Cette période d’agitation fut pour lui la plus difficile à traverser. Ses succès commerciaux, sa fortune rapide, lui avaient suscité de nombreux ennemis, qui ne se firent pas faute de le représenter comme l’un des plus déterminés partisans de l’esclavage, comme un homme qui lui était redevable de son opulence et exploitait sans merci des milliers de nègres victimes de sa cupidité. Lord Howick, mal renseigné, le mit même publiquement en cause lors du débat engagé dans la chambre des communes, et cita son nom comme l’un de ceux dont le traitement inhumain des noirs était une honte pour l’Angleterre. Mais lord Howick eut affaire à forte partie. Le nouvel élu de Newark, William-Ewart Gladstone, venait d’entrer à la chambre, et son premier discours fut une éloquente et habile réfutation des attaques dirigées contre son père, attaques dont une enquête parlementaire devait démontrer plus tard l’inanité.

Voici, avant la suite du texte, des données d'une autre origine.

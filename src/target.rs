//! Notification audience resolution.

use serde::{Serialize, Serializer};

use crate::error::{PortalError, Result};
use crate::filter::FilterState;
use crate::models::{FeeRecord, StudentId};
use crate::source::DataSource;

/// How the user chose to address a notification. Exactly one per send.
#[derive(Debug, Clone, Copy, PartialEq, Eq)]
pub enum TargetMode {
    /// Every student.
    Broadcast,
    /// The class picked in the cascading filter.
    Class,
    /// One student, usually the focused record.
    Individual(StudentId),
    /// Students in the filtered class whose fees are still pending.
    FeePending,
}

/// One class selected by year/branch/section; `None` covers every value.
#[derive(Debug, Clone, Copy, PartialEq, Eq)]
pub struct ClassSelector {
    pub year: Option<u8>,
    pub branch: Option<u8>,
    pub section: Option<u8>,
}

impl From<&FilterState> for ClassSelector {
    fn from(filters: &FilterState) -> Self {
        Self {
            year: filters.year.value().map(|y| y.get()),
            branch: filters.branch.value().map(|b| b.get()),
            section: filters.section.value().map(|s| s.get()),
        }
    }
}

/// Resolved audience handed to the notification endpoint.
#[derive(Debug, Clone, PartialEq, Eq)]
pub enum NotificationTarget {
    Everyone,
    Classes(Vec<ClassSelector>),
    Students(Vec<StudentId>),
}

/// Wire shape of one audience entry; `0` is the backend's "every value".
#[derive(Debug, Clone, Copy, PartialEq, Eq, Serialize)]
struct WireSelector {
    year_id: u8,
    branch_id: u8,
    section_id: u8,
    student_id: u64,
}

impl NotificationTarget {
    fn wire(&self) -> Vec<WireSelector> {
        let broadcast = WireSelector {
            year_id: 0,
            branch_id: 0,
            section_id: 0,
            student_id: 0,
        };
        match self {
            Self::Everyone => vec![broadcast],
            Self::Classes(classes) => classes
                .iter()
                .map(|c| WireSelector {
                    year_id: c.year.unwrap_or(0),
                    branch_id: c.branch.unwrap_or(0),
                    section_id: c.section.unwrap_or(0),
                    ..broadcast
                })
                .collect(),
            Self::Students(ids) => ids
                .iter()
                .map(|id| WireSelector {
                    student_id: id.0,
                    ..broadcast
                })
                .collect(),
        }
    }

    pub fn recipient_hint(&self) -> String {
        match self {
            Self::Everyone => "all students".to_string(),
            Self::Classes(classes) => format!("{} class selector(s)", classes.len()),
            Self::Students(ids) => format!("{} student(s)", ids.len()),
        }
    }
}

impl Serialize for NotificationTarget {
    fn serialize<S: Serializer>(&self, serializer: S) -> std::result::Result<S::Ok, S::Error> {
        self.wire().serialize(serializer)
    }
}

/// Class audience for the current selection.
pub fn class_target(filters: &FilterState) -> NotificationTarget {
    if filters.is_unrestricted() {
        NotificationTarget::Everyone
    } else {
        NotificationTarget::Classes(vec![ClassSelector::from(filters)])
    }
}

/// Students with pending fees among `records`, restricted to the class.
///
/// Records that do not echo their class are trusted to have been filtered
/// server-side.
pub fn pending_fee_target(records: &[FeeRecord], filters: &FilterState) -> Result<NotificationTarget> {
    let mut ids: Vec<StudentId> = Vec::new();
    for record in records.iter().filter(|r| r.is_pending()) {
        if record.in_class(filters) && !ids.contains(&record.student_id) {
            ids.push(record.student_id);
        }
    }

    if ids.is_empty() {
        return Err(PortalError::NoMatchingRecipients {
            condition: format!("pending fees in {}", filters.label()),
        });
    }
    Ok(NotificationTarget::Students(ids))
}

/// Resolve `mode` to an audience, fetching fee records when it needs them.
pub async fn resolve<S: DataSource>(
    mode: TargetMode,
    filters: &FilterState,
    source: &S,
) -> Result<NotificationTarget> {
    let target = match mode {
        TargetMode::Broadcast => NotificationTarget::Everyone,
        TargetMode::Class => class_target(filters),
        TargetMode::Individual(student) => NotificationTarget::Students(vec![student]),
        TargetMode::FeePending => {
            let records = source.list_fee_records(filters).await?;
            pending_fee_target(&records, filters)?
        }
    };
    tracing::debug!(?mode, audience = %target.recipient_hint(), "resolved notification target");
    Ok(target)
}
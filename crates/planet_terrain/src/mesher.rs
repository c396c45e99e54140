//! Table-driven isosurface extraction over a 3×3×3 cell neighborhood.
//!
//! One visit meshes the 16³ unit voxels of a single cell. Voxel corners and
//! gradient stencils may read past the cell's own lattice, so the mesher
//! works in an extended coordinate space three cell-widths wide:
//!
//! ```text
//!            extended coordinate per axis
//!   -16 ............ 0 ............ 16 ............ 32
//!    └─ neighbor -1 ─┴─ this cell ──┴─ neighbor +1 ─┘
//! ```
//!
//! Every extended coordinate resolves to one of 27 source buffers plus a
//! local sample index. Neighbors at coarser refinement supply their own
//! (larger-scale) buffers unchanged — the resulting cracks at refinement
//! boundaries are accepted behavior. Out-of-domain neighbors read as
//! constant air.
//!
//! # Per-voxel pipeline
//!
//! 1. Load 8 corner densities, build the corner mask (bit i set when corner
//!    i is at or below the isosurface).
//! 2. Skip homogeneous voxels via [`EDGE_TABLE`].
//! 3. Interpolate one vertex per cut edge (cached per voxel), with a normal
//!    blended from the central-difference gradients at the edge's corners.
//! 4. Emit the class triangulation as a flat soup: three fresh vertices per
//!    triangle, identity indices, no welding.
//!
//! Output positions land in the cell-local `[-0.5, 0.5]³` space; the
//! consumer scales by the cell's world width.

use glam::DVec3;

use crate::cell::FieldBuffer;
use crate::constants::{
  corner_offset, sample_index, HALF_RESOLUTION, INV_RESOLUTION, ISO_LEVEL, RESOLUTION,
};
use crate::tables::{EDGE_TABLE, REGULAR_CELL_CLASS, REGULAR_CELL_DATA, REGULAR_VERTEX_DATA};

/// Below this corner-density difference the gradient blend would divide by
/// almost zero; the first corner's gradient is used unblended instead.
const GRADIENT_EPSILON: f64 = 1e-7;

/// Triangle soup for one cell: parallel position/normal arrays and an
/// identity index list (three fresh vertices per triangle, no sharing).
#[derive(Default, Clone, PartialEq, Debug)]
pub struct CellMesh {
  pub positions: Vec<[f32; 3]>,
  pub normals: Vec<[f32; 3]>,
  pub indices: Vec<u32>,
}

impl CellMesh {
  /// Returns true if no geometry was generated.
  pub fn is_empty(&self) -> bool {
    self.positions.is_empty()
  }

  /// Number of triangles in the mesh.
  pub fn triangle_count(&self) -> usize {
    self.indices.len() / 3
  }
}

/// Slot of a `(dx, dy, dz) ∈ {-1,0,1}³` neighbor in the gathered buffer
/// array. The cell itself is slot 13.
#[inline(always)]
pub(crate) fn neighborhood_slot(dx: i32, dy: i32, dz: i32) -> usize {
  ((dx + 1) + (dy + 1) * 3 + (dz + 1) * 9) as usize
}

/// Map an extended coordinate (each axis in `[-16, 32)`) to its source
/// buffer slot and the sample index within that buffer.
#[inline(always)]
pub(crate) fn voxel_indices(x: i32, y: i32, z: i32) -> (usize, usize) {
  let res = RESOLUTION as i32;
  let slot = neighborhood_slot(x.div_euclid(res), y.div_euclid(res), z.div_euclid(res));
  let local = sample_index(
    x.rem_euclid(res) as usize,
    y.rem_euclid(res) as usize,
    z.rem_euclid(res) as usize,
  );
  (slot, local)
}

/// The 27 density buffers surrounding (and including) the visited cell.
pub(crate) struct Neighborhood<'a> {
  fields: [&'a FieldBuffer; 27],
}

impl<'a> Neighborhood<'a> {
  pub(crate) fn new(fields: [&'a FieldBuffer; 27]) -> Self {
    Self { fields }
  }

  /// Density at an extended coordinate.
  #[inline(always)]
  fn sample(&self, x: i32, y: i32, z: i32) -> f64 {
    let (slot, local) = voxel_indices(x, y, z);
    self.fields[slot][local]
  }

  /// Central-difference density gradient at an extended lattice point.
  #[inline]
  fn gradient(&self, x: i32, y: i32, z: i32) -> DVec3 {
    DVec3::new(
      self.sample(x + 1, y, z) - self.sample(x - 1, y, z),
      self.sample(x, y + 1, z) - self.sample(x, y - 1, z),
      self.sample(x, y, z + 1) - self.sample(x, y, z - 1),
    )
  }
}

/// Extract the triangle soup for the centre cell of a neighborhood.
///
/// Fully sequential and deterministic: identical inputs produce
/// byte-identical output.
#[cfg_attr(feature = "tracing", tracing::instrument(skip_all, name = "mesher::extract"))]
pub(crate) fn extract(neighborhood: &Neighborhood<'_>) -> CellMesh {
  let mut mesh = CellMesh::default();

  // Per-voxel edge-vertex cache, overwritten for every surface voxel.
  let mut edge_pos = [DVec3::ZERO; 12];
  let mut edge_nrm = [DVec3::ZERO; 12];

  let res = RESOLUTION as i32;
  for vx in 0..res {
    for vy in 0..res {
      for vz in 0..res {
        let mut corners = [0.0f64; 8];
        let mut mask = 0usize;
        for corner in 0..8u8 {
          let [ox, oy, oz] = corner_offset(corner);
          let density = neighborhood.sample(vx + ox, vy + oy, vz + oz);
          corners[corner as usize] = density;
          if density <= ISO_LEVEL {
            mask |= 1 << corner;
          }
        }

        if !EDGE_TABLE[mask] {
          continue;
        }

        let cell_class = REGULAR_CELL_CLASS[mask] as usize;
        let cell_data = &REGULAR_CELL_DATA[cell_class];
        let vertex_data = REGULAR_VERTEX_DATA[mask];

        for (slot, &entry) in vertex_data.iter().enumerate() {
          let corner1 = ((entry >> 4) & 0xF) as usize;
          let corner2 = (entry & 0xF) as usize;
          let iso1 = corners[corner1];
          let iso2 = corners[corner2];

          // Surface crossing along the edge; t = 1 puts the vertex on
          // corner 1, t = 0 on corner 2.
          let t = iso2 / (iso2 - iso1);

          let [o1x, o1y, o1z] = corner_offset(corner1 as u8);
          let [o2x, o2y, o2z] = corner_offset(corner2 as u8);
          let p1 = DVec3::new((vx + o1x) as f64, (vy + o1y) as f64, (vz + o1z) as f64);
          let p2 = DVec3::new((vx + o2x) as f64, (vy + o2y) as f64, (vz + o2z) as f64);
          edge_pos[slot] = p1 * t + p2 * (1.0 - t);

          let g1 = neighborhood.gradient(vx + o1x, vy + o1y, vz + o1z);
          let gradient = if (iso1 - iso2).abs() <= GRADIENT_EPSILON {
            g1
          } else {
            let g2 = neighborhood.gradient(vx + o2x, vy + o2y, vz + o2z);
            g1 * t + g2 * (1.0 - t)
          };
          edge_nrm[slot] = normalize_or_up(gradient);
        }

        for triangle in cell_data.vertex_index.chunks_exact(3) {
          for &vertex in triangle {
            let local = (edge_pos[vertex as usize] - DVec3::splat(HALF_RESOLUTION))
              * INV_RESOLUTION;
            mesh.indices.push(mesh.positions.len() as u32);
            mesh.positions.push(local.as_vec3().to_array());
            mesh.normals.push(edge_nrm[vertex as usize].as_vec3().to_array());
          }
        }
      }
    }
  }

  mesh
}

#[inline]
fn normalize_or_up(v: DVec3) -> DVec3 {
  let len_sq = v.length_squared();
  if len_sq < 1e-12 {
    DVec3::Y // Fallback to up
  } else {
    v * len_sq.sqrt().recip()
  }
}

#[cfg(test)]
#[path = "mesher_test.rs"]
mod mesher_test;
//! Density field sources.
//!
//! A [`DensityField`] is the injected shape function of the grid: a pure
//! scalar field over 3D space whose zero level-set is the surface being
//! meshed. Negative values are ground, positive values are air.
//!
//! The analytic shapes here are deterministic and easy to verify visually.
//! They double as test fixtures and as ready-made generators for callers that
//! do not bring their own noise stack.

/// A signed density/shape function.
///
/// # Contract
///
/// `sample` must be pure and thread-safe: the grid evaluates it concurrently
/// for arbitrary coordinate triples with no ordering guarantee between calls.
pub trait DensityField: Send + Sync {
  /// Evaluate the field at a point. Negative = ground, positive = air.
  fn sample(&self, x: f64, y: f64, z: f64) -> f64;
}

/// Any thread-safe closure is a density field.
impl<F> DensityField for F
where
  F: Fn(f64, f64, f64) -> f64 + Send + Sync,
{
  #[inline(always)]
  fn sample(&self, x: f64, y: f64, z: f64) -> f64 {
    self(x, y, z)
  }
}

/// Sphere density field: negative inside the sphere.
///
/// `|p - centre|² - radius²`, the squared-distance variant used by the
/// end-to-end tests. Not a true SDF, but its zero set is the sphere surface
/// and its gradient points outward, which is all the mesher requires.
#[derive(Clone, Copy, Debug)]
pub struct Sphere {
  pub centre: [f64; 3],
  pub radius: f64,
}

impl Sphere {
  pub fn new(radius: f64) -> Self {
    Self {
      centre: [0.0, 0.0, 0.0],
      radius,
    }
  }

  pub fn with_centre(mut self, centre: [f64; 3]) -> Self {
    self.centre = centre;
    self
  }
}

impl DensityField for Sphere {
  #[inline]
  fn sample(&self, x: f64, y: f64, z: f64) -> f64 {
    let dx = x - self.centre[0];
    let dy = y - self.centre[1];
    let dz = z - self.centre[2];
    dx * dx + dy * dy + dz * dz - self.radius * self.radius
  }
}

/// Horizontal ground plane: negative below `height`, positive above.
#[derive(Clone, Copy, Debug, Default)]
pub struct GroundPlane {
  pub height: f64,
}

impl GroundPlane {
  pub fn new(height: f64) -> Self {
    Self { height }
  }
}

impl DensityField for GroundPlane {
  #[inline]
  fn sample(&self, _x: f64, y: f64, _z: f64) -> f64 {
    y - self.height
  }
}

/// Uniform field. `Constant(1.0)` is all air, `Constant(-1.0)` all ground.
#[derive(Clone, Copy, Debug)]
pub struct Constant(pub f64);

impl DensityField for Constant {
  #[inline(always)]
  fn sample(&self, _x: f64, _y: f64, _z: f64) -> f64 {
    self.0
  }
}
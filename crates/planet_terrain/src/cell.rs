//! Octree cells and their density fields.
//!
//! Cells live in the grid's arena and reference each other by [`CellId`],
//! never by pointer. A cell's density buffer is populated on demand by
//! [`Cell::fill`] and classified into air/ground/mixed in a separate
//! deterministic pass after sampling completes.

use glam::DVec3;
use rayon::prelude::*;

use crate::constants::{cell_scale, sample_coord, FIELD_LEN, ISO_LEVEL, RESOLUTION};
use crate::field::DensityField;
use crate::path::CellTag;

/// Stable index of a cell in the grid arena.
#[derive(Clone, Copy, PartialEq, Eq, Hash, Debug)]
pub struct CellId(pub(crate) u32);

impl CellId {
  /// The root cell is always slot 0.
  pub const ROOT: CellId = CellId(0);

  #[inline(always)]
  pub(crate) fn index(self) -> usize {
    self.0 as usize
  }
}

/// One density sample buffer (16³ f64 samples).
pub type FieldBuffer = [f64; FIELD_LEN];

/// One octree node.
///
/// A cell is exactly one of: unsplit (no children) or split (exactly 8
/// children). Splitting is one-way; there is no merge. The density field is
/// optional until the first [`fill`](Cell::fill).
pub struct Cell {
  tag: CellTag,
  centre: DVec3,
  parent: Option<CellId>,
  children: Option<[CellId; 8]>,
  field: Option<Box<FieldBuffer>>,
  is_air: bool,
  is_ground: bool,
}

impl Cell {
  pub(crate) fn new(tag: CellTag, centre: DVec3, parent: Option<CellId>) -> Self {
    Self {
      tag,
      centre,
      parent,
      children: None,
      field: None,
      is_air: false,
      is_ground: false,
    }
  }

  /// Path of this cell from the root; its length is the cell's depth.
  pub fn tag(&self) -> &CellTag {
    &self.tag
  }

  /// Octree depth (root = 0). Always equals the tag length.
  pub fn depth(&self) -> u32 {
    self.tag.depth()
  }

  /// Cell centre in root-local space (root = origin).
  pub fn centre(&self) -> DVec3 {
    self.centre
  }

  /// Half-extent of this cell in root-local space.
  pub fn scale(&self) -> f64 {
    cell_scale(self.depth())
  }

  pub fn parent(&self) -> Option<CellId> {
    self.parent
  }

  pub fn children(&self) -> Option<&[CellId; 8]> {
    self.children.as_ref()
  }

  pub(crate) fn set_children(&mut self, children: [CellId; 8]) {
    self.children = Some(children);
  }

  pub fn is_root(&self) -> bool {
    self.tag.is_root()
  }

  /// A leaf sits at the grid's maximum subdivision depth and can never split.
  pub fn is_leaf(&self, max_subdivision: u32) -> bool {
    self.depth() == max_subdivision
  }

  pub fn splitted(&self) -> bool {
    self.children.is_some()
  }

  /// A cell may split exactly once, and never at the depth cap.
  pub fn splittable(&self, max_subdivision: u32) -> bool {
    !self.is_leaf(max_subdivision) && !self.splitted()
  }

  /// The sampled density buffer, if [`fill`](Cell::fill) has run.
  pub fn density(&self) -> Option<&FieldBuffer> {
    self.field.as_deref()
  }

  /// All samples strictly above the isosurface.
  pub fn is_air(&self) -> bool {
    self.is_air
  }

  /// All samples strictly below the isosurface.
  pub fn is_ground(&self) -> bool {
    self.is_ground
  }

  /// Homogeneous cells contain no surface and mesh to nothing.
  pub fn is_trivial(&self) -> bool {
    self.is_air || self.is_ground
  }

  pub fn is_filled(&self) -> bool {
    self.field.is_some()
  }

  /// Sample the generator across this cell's domain.
  ///
  /// The 4096 samples cover `[centre - scale, centre + scale)` per axis with
  /// step `2·scale / 16`, so a neighboring cell's sample 0 continues this
  /// cell's lattice exactly. All samples are evaluated in parallel (disjoint
  /// writes, rayon joins before returning); the air/ground classification
  /// runs as a separate pass afterwards so the result is deterministic.
  ///
  /// Idempotent: refilling recomputes the same buffer.
  #[cfg_attr(feature = "tracing", tracing::instrument(skip_all, name = "cell::fill"))]
  pub(crate) fn fill(&mut self, generator: &dyn DensityField) {
    let scale = self.scale();
    let step = 2.0 * scale / RESOLUTION as f64;
    let origin = self.centre - DVec3::splat(scale);

    let field = self
      .field
      .get_or_insert_with(|| Box::new([0.0; FIELD_LEN]));

    field
      .as_mut_slice()
      .par_iter_mut()
      .enumerate()
      .for_each(|(idx, sample)| {
        let (xi, yi, zi) = sample_coord(idx);
        *sample = generator.sample(
          origin.x + step * xi as f64,
          origin.y + step * yi as f64,
          origin.z + step * zi as f64,
        );
      });

    // Classification is a separate reduction over the finished buffer, never
    // folded into the parallel sampling loop.
    self.is_air = field.iter().all(|&s| s > ISO_LEVEL);
    self.is_ground = field.iter().all(|&s| s < ISO_LEVEL);
  }
}

#[cfg(test)]
#[path = "cell_test.rs"]
mod cell_test;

Le bill d’émancipation fut voté et une indemnité de 20 millions de livres (500 millions de francs) allouée aux planteurs. John Gladstone en reçut sa part, et, confiant dans l’avenir de Liverpool, où la suppression de la traite provoquait une baisse considérable sur les terrains, il en acheta. En peu d’années, ils triplaient de valeur; il se porta aussi acquéreur de plusieurs bénéfices ecclésiastiques dont la propriété est encore aujourd’hui aux mains de son fils. Très lié avec George Canning, dont il admirait l’éloquence et avait prévu la grandeur, il le décida à se présenter comme candidat au parlement pour la ville de Liverpool, et Canning étant hors d’état de pourvoir aux frais de son élection, il les prit à sa charge. Grâce au concours actif et à l’influence de John Gladstone, Canning fut élu, et, arrivé au pouvoir, n’oublia jamais le service qu’il en avait reçu au début de sa carrière politique.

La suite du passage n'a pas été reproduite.